It’s rare that really fine actors sneak up on me; I’m usually up on the buzz and seeing movies early and thus kind of aware of really fine performers coming up. So I was blown away when an actress I’d never even heard of, name of Alicia Vikander, just knocked me out in Ex Machina. Well, this film came out in Britain prior to Ex Machina and made her a bit of known quantity over there, so when it opened here the other day, I got to it and quick.

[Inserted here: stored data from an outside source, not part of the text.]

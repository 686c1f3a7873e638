//! Checklists, their items, and the store's checklist slots

use serde::{Deserialize, Serialize};
use std::fmt;
use std::str::FromStr;
use uuid::Uuid;

/// Key under which an item's state, note and date are stored
///
/// Upper-case hyphenated, matching records produced by the mobile app.
pub fn item_key(id: Uuid) -> String {
    id.hyphenated().to_string().to_uppercase()
}

/// A category marker or an evaluable question
#[derive(Debug, Clone, PartialEq, Serialize, Deserialize)]
#[serde(rename_all = "camelCase")]
pub struct ChecklistItem {
    pub id: Uuid,
    pub title: String,
    pub is_category: bool,
    pub checked: bool,
    #[serde(default)]
    pub notes: Option<String>,
    #[serde(default)]
    pub read_only: Option<bool>,
}

impl ChecklistItem {
    pub fn question(title: impl Into<String>) -> Self {
        Self::build(title.into(), false)
    }

    pub fn category(title: impl Into<String>) -> Self {
        Self::build(title.into(), true)
    }

    fn build(title: String, is_category: bool) -> Self {
        Self {
            id: Uuid::new_v4(),
            title,
            is_category,
            checked: false,
            notes: None,
            read_only: None,
        }
    }

    pub fn key(&self) -> String {
        item_key(self.id)
    }
}

/// Named, ordered list of categories and questions
#[derive(Debug, Clone, PartialEq, Serialize, Deserialize)]
#[serde(rename_all = "camelCase")]
pub struct Checklist {
    /// Display title, also the key of this checklist's evaluation data
    pub title: String,
    pub items: Vec<ChecklistItem>,
    #[serde(default, rename = "ownerSNCFId", skip_serializing_if = "Option::is_none")]
    pub owner_sncf_id: Option<String>,
}

impl Checklist {
    pub fn new(title: impl Into<String>, items: Vec<ChecklistItem>) -> Self {
        Self {
            title: title.into(),
            items,
            owner_sncf_id: None,
        }
    }

    /// Build a checklist from one item per line
    ///
    /// Lines starting with `#` are categories. Blank lines are ignored.
    /// Every item gets a fresh identifier, so state recorded against a
    /// previous import of the same text does not carry over.
    pub fn from_plain_text(title: impl Into<String>, text: &str) -> Self {
        let items = text
            .lines()
            .map(str::trim)
            .filter(|line| !line.is_empty())
            .filter_map(|line| match line.strip_prefix('#') {
                Some(category) => {
                    let category = category.trim();
                    (!category.is_empty()).then(|| ChecklistItem::category(category))
                }
                None => Some(ChecklistItem::question(line)),
            })
            .collect();
        Self::new(title, items)
    }

    /// Evaluable (non-category) items in order
    pub fn questions(&self) -> impl Iterator<Item = &ChecklistItem> {
        self.items.iter().filter(|item| !item.is_category)
    }

    pub fn question_count(&self) -> usize {
        self.questions().count()
    }

    /// Categories with their position in `items`
    pub fn categories(&self) -> impl Iterator<Item = (usize, &ChecklistItem)> {
        self.items
            .iter()
            .enumerate()
            .filter(|(_, item)| item.is_category)
    }

    /// The contiguous run of questions after the category at `index`
    ///
    /// Empty when `index` is out of range or not a category.
    pub fn children_of(&self, index: usize) -> &[ChecklistItem] {
        match self.items.get(index) {
            Some(item) if item.is_category => {
                let start = index + 1;
                let len = self.items[start..]
                    .iter()
                    .take_while(|item| !item.is_category)
                    .count();
                &self.items[start..start + len]
            }
            _ => &[],
        }
    }
}

/// The store's independent checklist slots
#[derive(Debug, Clone, Copy, PartialEq, Eq, Hash, PartialOrd, Ord, Serialize, Deserialize)]
#[serde(rename_all = "snake_case")]
pub enum ChecklistSlot {
    /// Main competency checklist
    Primary,
    /// First secondary review type
    ReviewA,
    /// Second secondary review type
    ReviewB,
}

impl ChecklistSlot {
    pub const ALL: [ChecklistSlot; 3] = [
        ChecklistSlot::Primary,
        ChecklistSlot::ReviewA,
        ChecklistSlot::ReviewB,
    ];

    pub fn as_str(self) -> &'static str {
        match self {
            ChecklistSlot::Primary => "primary",
            ChecklistSlot::ReviewA => "review_a",
            ChecklistSlot::ReviewB => "review_b",
        }
    }
}

impl fmt::Display for ChecklistSlot {
    fn fmt(&self, f: &mut fmt::Formatter<'_>) -> fmt::Result {
        f.write_str(self.as_str())
    }
}

impl FromStr for ChecklistSlot {
    type Err = String;

    fn from_str(s: &str) -> Result<Self, Self::Err> {
        ChecklistSlot::ALL
            .into_iter()
            .find(|slot| slot.as_str() == s)
            .ok_or_else(|| format!("unknown checklist slot: {}", s))
    }
}

#[cfg(test)]
mod tests {
    use super::*;

    fn sample() -> Checklist {
        Checklist::from_plain_text(
            "Conduite",
            "# Préparation\nVérifier le carnet\nEssai de frein\n\n# Ligne\nRespect signalisation\n# Vide\n",
        )
    }

    #[test]
    fn test_plain_text_categories_and_questions() {
        let checklist = sample();
        assert_eq!(checklist.items.len(), 6);
        assert_eq!(checklist.question_count(), 3);
        assert_eq!(checklist.categories().count(), 3);
        assert_eq!(checklist.items[0].title, "Préparation");
    }

    #[test]
    fn test_plain_text_regenerates_ids() {
        let first = sample();
        let second = sample();
        assert_ne!(first.items[1].id, second.items[1].id);
    }

    #[test]
    fn test_children_of_category() {
        let checklist = sample();
        let children: Vec<&str> = checklist
            .children_of(0)
            .iter()
            .map(|item| item.title.as_str())
            .collect();
        assert_eq!(children, vec!["Vérifier le carnet", "Essai de frein"]);
        assert_eq!(checklist.children_of(3).len(), 1);
        // Trailing category with nothing after it
        assert!(checklist.children_of(5).is_empty());
        // Not a category
        assert!(checklist.children_of(1).is_empty());
        assert!(checklist.children_of(99).is_empty());
    }

    #[test]
    fn test_item_key_is_uppercase() {
        let id = Uuid::parse_str("6f9619ff-8b86-d011-b42d-00c04fc964ff").unwrap();
        assert_eq!(item_key(id), "6F9619FF-8B86-D011-B42D-00C04FC964FF");
    }

    #[test]
    fn test_slot_round_trip_names() {
        for slot in ChecklistSlot::ALL {
            assert_eq!(slot.as_str().parse::<ChecklistSlot>(), Ok(slot));
        }
        assert!("secondary".parse::<ChecklistSlot>().is_err());
    }
}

It’s an adaptation of Vera Brittain’s memoir of the effect of World War I on her life and the lives of her family & friends. And Vikander just absolutely kills in this movie; if you thought she was great in Ex Machina, see this and realize that you hadn’t even seen her get out of the shallows in Ex Machina. Her performance over the length of this 129 minute movie has to span from the naïve, happy young girl of the days before the Great War to the broken, emotionally devastated woman of the days after the Armistice and she hits both notes wonderfully and all of the ones in between too. It’s a perfectly observed, but still emotionally agile performance and, given the fact that she’s beautiful in a classic Hollywood kind of way yet also kind of distinctive in her look, I expect her to be able to have quite the career. I certainly hope so anyway.
She’s ably supported by a wonderful supporting cast. Miranda Richardson as an acerbic professor at Oxford, Taron Egerton (of Kingsman) as her adventurous younger brother; Game of Thrones’ Kit Harington & Colin Morgan as youthful friends; Dominic West as her father; Hayley Atwell (you know, Agent Carter) as a hardened battlefield nurse. Harington in particular deserves to be singled out as giving just a really, really fine performance. James Kent’s direction is often elliptical and atmospheric rather than representational, weaving in visual motifs and callbacks with a nice artistic touch, making the film far more than a standard biopic with real themes and a masterful tone. And a really beautiful score by Max Richter, who knows how to swell emotions with a lush orchestra, but also when to hold back and let the silence build or just quietly build dread with a muted piano or light percussion. It’s really just masterfully done on every single level. The film is ultimately a really disturbing examination of war and the home front; not a single shot is fired in the film, but the hellish reality of the war is communicated beautifully and evocatively via the strong performances and the grim scenes dealing with veterans in hospitals and on leave, men dealing with the maiming of their physical bodies and the destruction of their emotional identities & psychological strength. It’s a dark film tonally and this beautifully contrasts with the brightly lit, often pastoral beauty of the visuals. Anyway, I really can’t recommend this film enough. Hopefully it’s opened in a theater near you; if it has, go see it immediately. Vikander’s performance here is beyond star-making; it’s kind of legend-establishing, at least for me, and the other elements of the film are worthy of her performance. This one deserves to be a classic. Highly recommended. 4 stars.
tl;dr – masterful, beautiful examination of the Great War and the home front is emotionally devastating and features a genuinely legend-establishing performance by star Alicia Vikander. 4 stars.